Presently Turkey is dealing with a very serious financial crisis as the lira has depreciated drastically recently. The sanctions put in place by the U.S. on Iran and new tariffs against Turkey have seriously messed with the Turkish economy. Much of it has been over Turkey’s refusal to release an imprisoned American pastor that is being held under charges of terrorism. Prime Minister Abadi stated to local press that, “Mr. Erdogan reiterated that Turkey will provide Iraq with its full share of water. There were discussions between the ministerial delegations as well today to stress on the same matter.” He added that, “We are with Turkey in its monetary crisis. Through cooperation, we can overcome many of the challenges facing us. This will contribute to bolstering investment and social, cultural, and political ties between the two countries greatly.”

Water has always been Iraq’s primary concern in the negotiations — given the nationwide protests occurring this summer. Based on the United Nations reports, Iraq gets 80% of its water through neighboring countries; most of it is from Turkey and Iran. President Erdogan stated that, “The biggest issues in Iraq are water and energy issues. We discussed in detail these regards, and the relevant ministers are meeting.” Prime Minister Abadi’s office stated that, “[I]n addition to the importance of relations between the two countries, strengthening them, rebuilding Iraq and Turkey committing to what it announced in the Kuwait conference.”

Prime Minister Abadi also disclosed that Iraq had plans to partner with Turkey on border control. This has been a serious issue between the two nations given Turkey’s crusade against the Kurdistan Workers’ Party (PKK) and that the PKK headquarters is situated in the northern Iraqi region of Qandil.

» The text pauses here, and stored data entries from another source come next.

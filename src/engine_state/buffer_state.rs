//! # Buffer State Module
//!
//! This module keeps the `wgpu` buffers behind every GPU mesh resource, together with
//! analytics about how much memory they take.
//!
//! ## Architecture
//!
//! Each [`GpuHandle`] owns at most one vertex buffer and one index buffer. Uploads
//! reuse the existing buffer when the new data fits, and otherwise replace it with a
//! freshly initialized one, so a mesh that shrinks never reallocates.

use std::collections::HashMap;

use wgpu::{util::DeviceExt, Buffer, BufferUsages, Device, Queue};

use crate::engine_state::rendering::renderer::{GpuHandle, RenderError};

/// Analytics data for a GPU buffer
#[derive(Debug, Default, Clone, Copy)]
struct BufferAnalytics {
    /// Total memory allocated for the buffer in bytes
    pub allocated_memory: u64,
    /// Memory actually holding data in bytes
    pub used_memory: u64,
    /// Number of times the buffer has been written to
    pub times_written: u64,
}

/// Which of a mesh's two buffers an operation targets.
#[derive(Debug, Clone, Copy, PartialEq, Eq)]
enum BufferKind {
    Vertex,
    Index,
}

impl BufferKind {
    fn usage(self) -> BufferUsages {
        match self {
            BufferKind::Vertex => BufferUsages::VERTEX | BufferUsages::COPY_DST,
            BufferKind::Index => BufferUsages::INDEX | BufferUsages::COPY_DST,
        }
    }
}

/// The buffers and analytics of one GPU mesh resource.
#[derive(Debug, Default)]
pub struct MeshBuffers {
    /// Vertex data, once uploaded
    pub vertex: Option<Buffer>,
    /// Index data, once uploaded
    pub index: Option<Buffer>,
    vertex_analytics: BufferAnalytics,
    index_analytics: BufferAnalytics,
}

impl MeshBuffers {
    fn slot(&mut self, kind: BufferKind) -> (&mut Option<Buffer>, &mut BufferAnalytics) {
        match kind {
            BufferKind::Vertex => (&mut self.vertex, &mut self.vertex_analytics),
            BufferKind::Index => (&mut self.index, &mut self.index_analytics),
        }
    }

    fn analytics(&self) -> [&BufferAnalytics; 2] {
        [&self.vertex_analytics, &self.index_analytics]
    }
}

/// Registry of the `wgpu` buffers backing every live GPU mesh resource.
pub struct BufferState {
    /// The GPU device
    device: Device,
    /// The GPU command queue
    queue: Queue,
    /// Buffers per resource
    buffers: HashMap<GpuHandle, MeshBuffers>,
}

impl BufferState {
    /// Creates an empty buffer registry.
    ///
    /// # Arguments
    ///
    /// * `device` - The GPU device buffers are created on
    /// * `queue` - The queue buffer writes are submitted through
    pub fn new(device: Device, queue: Queue) -> Self {
        Self {
            device,
            queue,
            buffers: HashMap::new(),
        }
    }

    /// The device buffers are created on.
    pub fn device(&self) -> &Device {
        &self.device
    }

    /// The queue buffer writes go through.
    pub fn queue(&self) -> &Queue {
        &self.queue
    }

    /// Registers a resource with no buffers yet.
    pub fn register(&mut self, handle: GpuHandle) {
        self.buffers.insert(handle, MeshBuffers::default());
    }

    /// Whether `handle` is registered.
    pub fn contains(&self, handle: GpuHandle) -> bool {
        self.buffers.contains_key(&handle)
    }

    /// Gets the buffers of a resource.
    pub fn get(&self, handle: GpuHandle) -> Option<&MeshBuffers> {
        self.buffers.get(&handle)
    }

    /// Uploads vertex bytes for `handle`.
    pub fn write_vertices(&mut self, handle: GpuHandle, data: &[u8]) -> Result<(), RenderError> {
        self.write(handle, BufferKind::Vertex, data)
    }

    /// Uploads index bytes for `handle`.
    pub fn write_indices(&mut self, handle: GpuHandle, data: &[u8]) -> Result<(), RenderError> {
        self.write(handle, BufferKind::Index, data)
    }

    fn write(&mut self, handle: GpuHandle, kind: BufferKind, data: &[u8]) -> Result<(), RenderError> {
        if data.is_empty() {
            return Err(RenderError::Upload {
                handle,
                reason: format!("empty {kind:?} data"),
            });
        }
        if data.len() as u64 % wgpu::COPY_BUFFER_ALIGNMENT != 0 {
            return Err(RenderError::Upload {
                handle,
                reason: format!("{kind:?} data of {} bytes is not 4-byte aligned", data.len()),
            });
        }

        let mesh = self
            .buffers
            .get_mut(&handle)
            .ok_or(RenderError::UnknownHandle(handle))?;
        let (slot, analytics) = mesh.slot(kind);
        let data_size = data.len() as u64;

        let fits = slot.is_some() && analytics.allocated_memory >= data_size;
        if fits {
            if let Some(buffer) = slot.as_ref() {
                self.queue.write_buffer(buffer, 0, data);
            }
        } else {
            if let Some(old) = slot.take() {
                old.destroy();
            }
            let label = format!("{kind:?} Buffer {handle}");
            *slot = Some(
                self.device
                    .create_buffer_init(&wgpu::util::BufferInitDescriptor {
                        label: Some(&label),
                        contents: data,
                        usage: kind.usage(),
                    }),
            );
            analytics.allocated_memory = data_size;
        }

        analytics.used_memory = data_size;
        analytics.times_written += 1;
        Ok(())
    }

    /// Destroys the buffers of a resource and forgets it.
    ///
    /// # Returns
    /// `false` if the handle was not registered.
    pub fn remove(&mut self, handle: GpuHandle) -> bool {
        match self.buffers.remove(&handle) {
            Some(mesh) => {
                for buffer in [mesh.vertex, mesh.index].into_iter().flatten() {
                    buffer.destroy();
                }
                true
            }
            None => false,
        }
    }

    /// Gets the total allocated memory across all buffers, in bytes.
    pub fn get_total_allocated_memory(&self) -> u64 {
        self.buffers
            .values()
            .flat_map(MeshBuffers::analytics)
            .fold(0, |acc, analytics| acc + analytics.allocated_memory)
    }

    /// Gets the total used memory across all buffers, in bytes.
    pub fn get_total_used_memory(&self) -> u64 {
        self.buffers
            .values()
            .flat_map(MeshBuffers::analytics)
            .fold(0, |acc, analytics| acc + analytics.used_memory)
    }

    /// Gets the total number of buffer writes across all resources.
    pub fn get_total_writes(&self) -> u64 {
        self.buffers
            .values()
            .flat_map(MeshBuffers::analytics)
            .fold(0, |acc, analytics| acc + analytics.times_written)
    }
}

Turkey has repeatedly threatened to invade that particular region without Iraq’s consent to destroy the PKK. Prime Minister Abadi said, “In the security case, and the topic of controlling the border, our stance is clear in that we reject all assaults starting from Iraqi territory on the neighbor Turkey or any of Iraq’s neighbors.” In reference to this situation, Abadi added that, “We denounce such aggression and stand against it.” Time will tell if both sides are just blowing smoke, or if they intend to follow through with the big talk.